Exercise description ▸ Locate the line bearing "let kept = filtered_indices(&set, &criteria);" in the material below, then reproduce it and each following line up to and including the line bearing "fn from_iter<I: IntoIterator<Item".

◆ ◆ ◆ ◆ ◆

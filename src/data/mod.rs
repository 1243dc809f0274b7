/// Data layer: core types, loading, filtering, and aggregation.
///
/// Architecture:
/// ```text
///     .csv upload
///         │
///         ▼
///    ┌──────────┐
///    │  loader   │  decode bytes → TransactionSet (all-or-nothing)
///    └──────────┘
///         │
///         ▼
///    ┌────────────────┐
///    │ TransactionSet  │  Vec<Transaction>, category list, date span
///    └────────────────┘
///         │
///         ▼
///    ┌──────────┐
///    │  filter   │  date/category/amount predicates → visible indices
///    └──────────┘
///         │
///         ▼
///    ┌──────────┐
///    │ summary   │  bar groups, pie shares, total/mean
///    └──────────┘
/// ```

pub mod filter;
pub mod loader;
pub mod model;
pub mod summary;
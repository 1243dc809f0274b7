use std::path::Path;

use serde::{Deserialize, Serialize};

/// Name of the optional configuration file looked up in the working
/// directory at startup.
pub const CONFIG_FILE: &str = "salescope.json";

// ---------------------------------------------------------------------------
// Table configuration – how to read the uploaded CSV
// ---------------------------------------------------------------------------

/// Column display names and date format of the input table. The loader
/// matches columns by these names instead of hard-coding them, so files in
/// other languages (the sample data this tool grew up on used Russian
/// headers) only need a config file, not a code change.
#[derive(Debug, Clone, PartialEq, Serialize, Deserialize)]
#[serde(default)]
pub struct TableConfig {
    pub date_column: String,
    pub category_column: String,
    pub product_column: String,
    pub amount_column: String,
    /// strftime-style format the date column is parsed with.
    pub date_format: String,
}

impl Default for TableConfig {
    fn default() -> Self {
        TableConfig {
            date_column: "Date".to_string(),
            category_column: "Category".to_string(),
            product_column: "Product".to_string(),
            amount_column: "Amount".to_string(),
            date_format: "%Y-%m-%d".to_string(),
        }
    }
}

// ---------------------------------------------------------------------------
// Application configuration
// ---------------------------------------------------------------------------

#[derive(Debug, Clone, PartialEq, Serialize, Deserialize)]
#[serde(default)]
pub struct AppConfig {
    pub table: TableConfig,
    /// Unit suffix appended to the statistics lines.
    pub currency: String,
}

impl Default for AppConfig {
    fn default() -> Self {
        AppConfig {
            table: TableConfig::default(),
            currency: "USD".to_string(),
        }
    }
}

impl AppConfig {
    /// Read `salescope.json` from the working directory. A missing file is
    /// the normal case and yields defaults; an unreadable or invalid file
    /// logs a warning and also yields defaults.
    pub fn load_or_default() -> Self {
        Self::load_from(Path::new(CONFIG_FILE))
    }

    fn load_from(path: &Path) -> Self {
        if !path.exists() {
            return AppConfig::default();
        }
        match std::fs::read_to_string(path) {
            Ok(text) => match serde_json::from_str(&text) {
                Ok(config) => {
                    log::info!("Loaded configuration from {}", path.display());
                    config
                }
                Err(e) => {
                    log::warn!(
                        "Ignoring invalid config {}: {e}",
                        path.display()
                    );
                    AppConfig::default()
                }
            },
            Err(e) => {
                log::warn!("Could not read {}: {e}", path.display());
                AppConfig::default()
            }
        }
    }
}

#[cfg(test)]
mod tests {
    use super::*;

    #[test]
    fn default_columns_are_english() {
        let config = AppConfig::default();
        assert_eq!(config.table.date_column, "Date");
        assert_eq!(config.table.amount_column, "Amount");
        assert_eq!(config.table.date_format, "%Y-%m-%d");
        assert_eq!(config.currency, "USD");
    }

    #[test]
    fn partial_config_falls_back_to_defaults_per_field() {
        let config: AppConfig = serde_json::from_str(
            r#"{ "table": { "date_column": "Дата" }, "currency": "руб." }"#,
        )
        .unwrap();
        assert_eq!(config.table.date_column, "Дата");
        assert_eq!(config.table.category_column, "Category");
        assert_eq!(config.currency, "руб.");
    }

    #[test]
    fn missing_file_yields_defaults() {
        let config = AppConfig::load_from(Path::new("does-not-exist.json"));
        assert_eq!(config, AppConfig::default());
    }
}
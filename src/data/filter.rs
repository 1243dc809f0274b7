use std::collections::BTreeSet;

use chrono::NaiveDate;

use super::model::{Transaction, TransactionSet};

// ---------------------------------------------------------------------------
// Filter criteria – the tuple of bounds derived from the UI each event
// ---------------------------------------------------------------------------

/// The current filter selections. Rebuilt from the UI state on every event;
/// nothing here outlives one recomputation.
#[derive(Debug, Clone, PartialEq)]
pub struct FilterCriteria {
    /// Inclusive lower date bound; `None` admits all earlier dates.
    pub date_from: Option<NaiveDate>,
    /// Inclusive upper date bound; `None` admits all later dates.
    pub date_to: Option<NaiveDate>,
    /// Selected category labels. An empty set admits every category.
    pub categories: BTreeSet<String>,
    /// Inclusive amount bounds, always present.
    pub amount_min: f64,
    pub amount_max: f64,
}

impl Default for FilterCriteria {
    fn default() -> Self {
        FilterCriteria {
            date_from: None,
            date_to: None,
            categories: BTreeSet::new(),
            amount_min: 0.0,
            amount_max: f64::MAX,
        }
    }
}

impl FilterCriteria {
    /// Whether a single transaction passes every predicate. The four
    /// predicates are conjunctive and all bounds are inclusive.
    pub fn matches(&self, tx: &Transaction) -> bool {
        if let Some(from) = self.date_from {
            if tx.date < from {
                return false;
            }
        }
        if let Some(to) = self.date_to {
            if tx.date > to {
                return false;
            }
        }
        if !self.categories.is_empty() && !self.categories.contains(&tx.category) {
            return false;
        }
        tx.amount >= self.amount_min && tx.amount <= self.amount_max
    }
}

/// Return indices of transactions that pass the criteria, preserving the
/// source order of the set (stable filter, no re-sort).
pub fn filtered_indices(set: &TransactionSet, criteria: &FilterCriteria) -> Vec<usize> {
    set.rows
        .iter()
        .enumerate()
        .filter(|(_, tx)| criteria.matches(tx))
        .map(|(i, _)| i)
        .collect()
}

#[cfg(test)]
mod tests {
    use super::*;
    use crate::data::model::Transaction;

    fn sample_set() -> TransactionSet {
        let tx = |date: &str, category: &str, product: &str, amount: f64| Transaction {
            date: date.parse().unwrap(),
            category: category.to_string(),
            product: product.to_string(),
            amount,
        };
        TransactionSet::from_rows(vec![
            tx("2024-01-01", "Food", "Bread", 100.0),
            tx("2024-01-02", "Tools", "Hammer", 200.0),
            tx("2024-01-03", "Food", "Milk", 50.0),
        ])
    }

    fn criteria() -> FilterCriteria {
        FilterCriteria {
            date_from: None,
            date_to: None,
            categories: BTreeSet::new(),
            amount_min: 0.0,
            amount_max: 1000.0,
        }
    }

    #[test]
    fn date_range_is_inclusive_on_both_ends() {
        let set = sample_set();
        let criteria = FilterCriteria {
            date_from: Some("2024-01-01".parse().unwrap()),
            date_to: Some("2024-01-02".parse().unwrap()),
            ..criteria()
        };
        // Scenario A: Bread and Hammer pass, Milk is past the upper bound.
        assert_eq!(filtered_indices(&set, &criteria), vec![0, 1]);
    }

    #[test]
    fn category_selection_restricts_membership() {
        let set = sample_set();
        let criteria = FilterCriteria {
            categories: BTreeSet::from(["Food".to_string()]),
            ..criteria()
        };
        // Scenario B restricted further by the date range in scenario A.
        let criteria = FilterCriteria {
            date_from: Some("2024-01-01".parse().unwrap()),
            date_to: Some("2024-01-02".parse().unwrap()),
            ..criteria
        };
        assert_eq!(filtered_indices(&set, &criteria), vec![0]);
    }

    #[test]
    fn empty_category_set_admits_all() {
        let set = sample_set();
        assert_eq!(filtered_indices(&set, &criteria()), vec![0, 1, 2]);
    }

    #[test]
    fn amount_range_is_inclusive() {
        let set = sample_set();
        let narrowed = FilterCriteria {
            amount_min: 150.0,
            ..criteria()
        };
        // Scenario C: only Hammer (200) is at or above 150.
        assert_eq!(filtered_indices(&set, &narrowed), vec![1]);

        let exact = FilterCriteria {
            amount_min: 200.0,
            amount_max: 200.0,
            ..criteria()
        };
        assert_eq!(filtered_indices(&set, &exact), vec![1]);
    }

    #[test]
    fn no_bounds_admit_everything() {
        let set = sample_set();
        let all = FilterCriteria::default();
        assert_eq!(filtered_indices(&set, &all).len(), set.len());
    }

    #[test]
    fn filter_is_idempotent_and_order_preserving() {
        let set = sample_set();
        let criteria = FilterCriteria {
            categories: BTreeSet::from(["Food".to_string()]),
            ..criteria()
        };
        let first = filtered_indices(&set, &criteria);
        let second = filtered_indices(&set, &criteria);
        assert_eq!(first, second);
        assert!(first.windows(2).all(|w| w[0] < w[1]));
    }

    #[test]
    fn conjunction_holds_in_both_directions() {
        let set = sample_set();
        let criteria = FilterCriteria {
            date_from: Some("2024-01-02".parse().unwrap()),
            date_to: Some("2024-01-03".parse().unwrap()),
            categories: BTreeSet::from(["Food".to_string()]),
            amount_min: 0.0,
            amount_max: 60.0,
        };
        let kept = filtered_indices(&set, &criteria);

        for (i, tx) in set.rows.iter().enumerate() {
            if kept.contains(&i) {
                assert!(criteria.matches(tx));
            } else {
                assert!(!criteria.matches(tx));
            }
        }
        assert_eq!(kept, vec![2]);
    }

    #[test]
    fn empty_set_filters_to_empty() {
        let empty = TransactionSet::from_rows(Vec::new());
        assert!(filtered_indices(&empty, &criteria()).is_empty());
    }
}
use crate::value::Value;
use std::fmt;

///
/// PropertyAccess
///
/// Named-property lookup an entity type exposes so key components can read
/// their source values without reflection.
///

pub trait PropertyAccess {
    /// Current value of `name`, or `None` when the entity has no such
    /// property. Absent values are reported as `Some(Value::Null)`.
    fn property(&self, name: &str) -> Option<Value>;
}

///
/// Identifier
///
/// Ordered key values addressing one row within a view: partition
/// components first, then clustering components. Owns its values, so it is a
/// snapshot of the entity at derivation time.
///

#[derive(Clone, Debug, Eq, Hash, Ord, PartialEq, PartialOrd)]
pub struct Identifier {
    components: Vec<Value>,
}

impl Identifier {
    #[must_use]
    pub const fn new(components: Vec<Value>) -> Self {
        Self { components }
    }

    #[must_use]
    pub fn components(&self) -> &[Value] {
        &self.components
    }

    #[must_use]
    pub const fn len(&self) -> usize {
        self.components.len()
    }

    #[must_use]
    pub const fn is_empty(&self) -> bool {
        self.components.is_empty()
    }

    #[must_use]
    pub fn into_components(self) -> Vec<Value> {
        self.components
    }
}

impl fmt::Display for Identifier {
    fn fmt(&self, f: &mut fmt::Formatter<'_>) -> fmt::Result {
        f.write_str("(")?;
        for (i, component) in self.components.iter().enumerate() {
            if i > 0 {
                f.write_str(", ")?;
            }
            write!(f, "{component}")?;
        }
        f.write_str(")")
    }
}

impl From<Vec<Value>> for Identifier {
    fn from(components: Vec<Value>) -> Self {
        Self::new(components)
    }
}

impl<V: Into<Value>> FromIterator<V> for Identifier {
    fn from_iter<I: IntoIterator<Item = V>>(iter: I) -> Self {
        Self::new(iter.into_iter().map(Into::into).collect())
    }
}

◆ ◆ ◆ ◆ ◆

Task output ▸
        let kept = filtered_indices(&set, &criteria);

        for (i, tx) in set.rows.iter().enumerate() {
            if kept.contains(&i) {
                assert!(criteria.matches(tx));
            } else {
                assert!(!criteria.matches(tx));
            }
        }
        assert_eq!(kept, vec![2]);
    }

    #[test]
    fn empty_set_filters_to_empty() {
        let empty = TransactionSet::from_rows(Vec::new());
        assert!(filtered_indices(&empty, &criteria()).is_empty());
    }
}
use crate::value::Value;
use std::fmt;

///
/// PropertyAccess
///
/// Named-property lookup an entity type exposes so key components can read
/// their source values without reflection.
///

pub trait PropertyAccess {
    /// Current value of `name`, or `None` when the entity has no such
    /// property. Absent values are reported as `Some(Value::Null)`.
    fn property(&self, name: &str) -> Option<Value>;
}

///
/// Identifier
///
/// Ordered key values addressing one row within a view: partition
/// components first, then clustering components. Owns its values, so it is a
/// snapshot of the entity at derivation time.
///

#[derive(Clone, Debug, Eq, Hash, Ord, PartialEq, PartialOrd)]
pub struct Identifier {
    components: Vec<Value>,
}

impl Identifier {
    #[must_use]
    pub const fn new(components: Vec<Value>) -> Self {
        Self { components }
    }

    #[must_use]
    pub fn components(&self) -> &[Value] {
        &self.components
    }

    #[must_use]
    pub const fn len(&self) -> usize {
        self.components.len()
    }

    #[must_use]
    pub const fn is_empty(&self) -> bool {
        self.components.is_empty()
    }

    #[must_use]
    pub fn into_components(self) -> Vec<Value> {
        self.components
    }
}

impl fmt::Display for Identifier {
    fn fmt(&self, f: &mut fmt::Formatter<'_>) -> fmt::Result {
        f.write_str("(")?;
        for (i, component) in self.components.iter().enumerate() {
            if i > 0 {
                f.write_str(", ")?;
            }
            write!(f, "{component}")?;
        }
        f.write_str(")")
    }
}

impl From<Vec<Value>> for Identifier {
    fn from(components: Vec<Value>) -> Self {
        Self::new(components)
    }
}

impl<V: Into<Value>> FromIterator<V> for Identifier {
    fn from_iter<I: IntoIterator<Item = V>>(iter: I) -> Self {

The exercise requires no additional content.